• **Task to complete**: Give again only those lines from the start of the entries through the line holding "without a mask", leaving them as they are.
Source data Start Marker
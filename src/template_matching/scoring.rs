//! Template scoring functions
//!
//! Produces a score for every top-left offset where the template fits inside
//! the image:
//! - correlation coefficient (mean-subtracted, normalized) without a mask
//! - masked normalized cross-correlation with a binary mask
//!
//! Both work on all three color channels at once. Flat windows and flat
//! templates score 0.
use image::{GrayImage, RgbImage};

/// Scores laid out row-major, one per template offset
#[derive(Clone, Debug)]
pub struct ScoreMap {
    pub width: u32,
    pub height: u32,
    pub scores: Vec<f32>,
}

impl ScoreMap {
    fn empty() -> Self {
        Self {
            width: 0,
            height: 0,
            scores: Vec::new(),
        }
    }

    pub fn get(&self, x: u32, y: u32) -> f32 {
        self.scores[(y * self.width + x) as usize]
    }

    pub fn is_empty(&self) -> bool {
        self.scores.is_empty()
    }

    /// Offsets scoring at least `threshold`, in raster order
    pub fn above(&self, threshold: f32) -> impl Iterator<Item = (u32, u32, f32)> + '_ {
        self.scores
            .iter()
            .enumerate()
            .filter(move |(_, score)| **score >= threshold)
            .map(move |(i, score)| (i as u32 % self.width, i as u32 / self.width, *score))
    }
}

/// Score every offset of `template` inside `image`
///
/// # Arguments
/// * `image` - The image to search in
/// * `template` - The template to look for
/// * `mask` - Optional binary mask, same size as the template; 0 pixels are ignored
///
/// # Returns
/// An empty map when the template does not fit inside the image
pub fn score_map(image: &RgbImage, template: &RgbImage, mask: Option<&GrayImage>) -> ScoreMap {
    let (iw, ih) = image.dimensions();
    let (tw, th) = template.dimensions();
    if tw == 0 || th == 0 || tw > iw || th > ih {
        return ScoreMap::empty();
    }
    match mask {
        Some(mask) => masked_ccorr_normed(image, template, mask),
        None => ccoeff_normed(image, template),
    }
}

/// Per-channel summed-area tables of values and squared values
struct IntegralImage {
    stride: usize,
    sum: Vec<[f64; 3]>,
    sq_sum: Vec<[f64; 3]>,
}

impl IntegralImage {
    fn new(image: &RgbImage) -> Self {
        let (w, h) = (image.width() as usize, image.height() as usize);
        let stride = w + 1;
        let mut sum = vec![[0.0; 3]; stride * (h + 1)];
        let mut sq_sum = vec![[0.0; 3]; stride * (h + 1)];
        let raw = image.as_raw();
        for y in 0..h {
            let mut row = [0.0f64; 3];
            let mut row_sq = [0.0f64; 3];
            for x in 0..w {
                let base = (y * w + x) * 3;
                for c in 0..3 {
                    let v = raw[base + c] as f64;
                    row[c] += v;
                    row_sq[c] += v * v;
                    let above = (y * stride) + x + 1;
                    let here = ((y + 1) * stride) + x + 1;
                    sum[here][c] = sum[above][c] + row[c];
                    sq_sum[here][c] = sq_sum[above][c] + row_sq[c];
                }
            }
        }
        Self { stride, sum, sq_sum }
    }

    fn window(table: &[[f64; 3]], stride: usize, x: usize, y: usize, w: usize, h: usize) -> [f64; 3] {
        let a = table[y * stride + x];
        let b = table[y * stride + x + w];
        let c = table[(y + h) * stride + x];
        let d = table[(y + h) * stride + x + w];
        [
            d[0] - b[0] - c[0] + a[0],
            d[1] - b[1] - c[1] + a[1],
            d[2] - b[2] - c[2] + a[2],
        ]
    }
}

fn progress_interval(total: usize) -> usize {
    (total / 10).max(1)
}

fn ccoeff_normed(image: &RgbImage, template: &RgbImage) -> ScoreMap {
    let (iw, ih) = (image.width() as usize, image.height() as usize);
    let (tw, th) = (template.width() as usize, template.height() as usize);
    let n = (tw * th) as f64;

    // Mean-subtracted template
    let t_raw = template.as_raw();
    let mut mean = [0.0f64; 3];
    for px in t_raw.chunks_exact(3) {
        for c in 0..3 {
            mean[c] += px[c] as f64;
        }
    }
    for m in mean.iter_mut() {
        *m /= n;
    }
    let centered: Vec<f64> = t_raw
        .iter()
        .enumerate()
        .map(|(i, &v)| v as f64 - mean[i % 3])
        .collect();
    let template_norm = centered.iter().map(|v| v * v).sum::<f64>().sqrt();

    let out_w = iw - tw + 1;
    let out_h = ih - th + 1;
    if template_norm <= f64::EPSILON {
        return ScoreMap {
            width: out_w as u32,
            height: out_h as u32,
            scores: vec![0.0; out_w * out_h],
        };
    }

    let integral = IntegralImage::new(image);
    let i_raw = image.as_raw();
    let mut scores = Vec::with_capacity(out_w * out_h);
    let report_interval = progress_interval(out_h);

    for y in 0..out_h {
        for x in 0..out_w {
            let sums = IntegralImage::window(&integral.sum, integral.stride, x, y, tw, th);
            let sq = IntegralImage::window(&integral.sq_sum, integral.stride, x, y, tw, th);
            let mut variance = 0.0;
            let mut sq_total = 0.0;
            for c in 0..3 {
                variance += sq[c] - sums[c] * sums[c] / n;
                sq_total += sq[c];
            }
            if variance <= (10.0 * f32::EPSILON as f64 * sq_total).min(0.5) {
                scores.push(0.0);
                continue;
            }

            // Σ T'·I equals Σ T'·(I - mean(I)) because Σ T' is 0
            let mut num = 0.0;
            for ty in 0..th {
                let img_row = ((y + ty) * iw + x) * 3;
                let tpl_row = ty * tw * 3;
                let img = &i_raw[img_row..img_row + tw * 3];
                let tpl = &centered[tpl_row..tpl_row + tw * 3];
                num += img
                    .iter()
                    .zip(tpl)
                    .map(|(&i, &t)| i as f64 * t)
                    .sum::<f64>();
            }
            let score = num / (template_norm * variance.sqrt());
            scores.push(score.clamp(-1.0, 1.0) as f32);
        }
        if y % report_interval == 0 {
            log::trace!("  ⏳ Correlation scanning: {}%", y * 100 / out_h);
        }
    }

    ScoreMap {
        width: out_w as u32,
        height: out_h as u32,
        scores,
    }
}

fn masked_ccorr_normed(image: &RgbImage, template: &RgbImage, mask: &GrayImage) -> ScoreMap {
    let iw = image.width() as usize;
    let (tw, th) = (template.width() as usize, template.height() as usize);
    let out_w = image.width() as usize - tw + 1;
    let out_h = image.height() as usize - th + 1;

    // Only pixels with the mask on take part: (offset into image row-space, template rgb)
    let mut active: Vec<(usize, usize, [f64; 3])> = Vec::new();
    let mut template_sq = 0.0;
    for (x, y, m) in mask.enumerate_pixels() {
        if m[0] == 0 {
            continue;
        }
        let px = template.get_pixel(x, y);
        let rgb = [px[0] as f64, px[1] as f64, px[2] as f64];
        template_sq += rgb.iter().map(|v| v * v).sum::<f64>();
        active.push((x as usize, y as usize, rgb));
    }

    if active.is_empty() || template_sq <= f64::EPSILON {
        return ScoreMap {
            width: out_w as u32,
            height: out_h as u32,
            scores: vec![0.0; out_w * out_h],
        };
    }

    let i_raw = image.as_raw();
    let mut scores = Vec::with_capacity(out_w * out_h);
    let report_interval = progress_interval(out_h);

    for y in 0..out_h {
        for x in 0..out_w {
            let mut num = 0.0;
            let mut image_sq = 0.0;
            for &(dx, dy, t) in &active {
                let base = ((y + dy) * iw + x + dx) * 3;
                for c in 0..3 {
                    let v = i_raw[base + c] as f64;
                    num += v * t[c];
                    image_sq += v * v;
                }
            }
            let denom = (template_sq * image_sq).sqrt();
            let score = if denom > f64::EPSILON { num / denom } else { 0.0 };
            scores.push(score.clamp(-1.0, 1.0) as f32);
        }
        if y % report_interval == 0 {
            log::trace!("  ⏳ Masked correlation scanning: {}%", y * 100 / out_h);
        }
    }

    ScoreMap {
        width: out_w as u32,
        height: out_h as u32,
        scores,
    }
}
Source data End Marker
• **The answer**:
filename src/template_matching/scoring.rs
//! Template scoring functions
//!
//! Produces a score for every top-left offset where the template fits inside
//! the image:
//! - correlation coefficient (mean-subtracted, normalized) without a mask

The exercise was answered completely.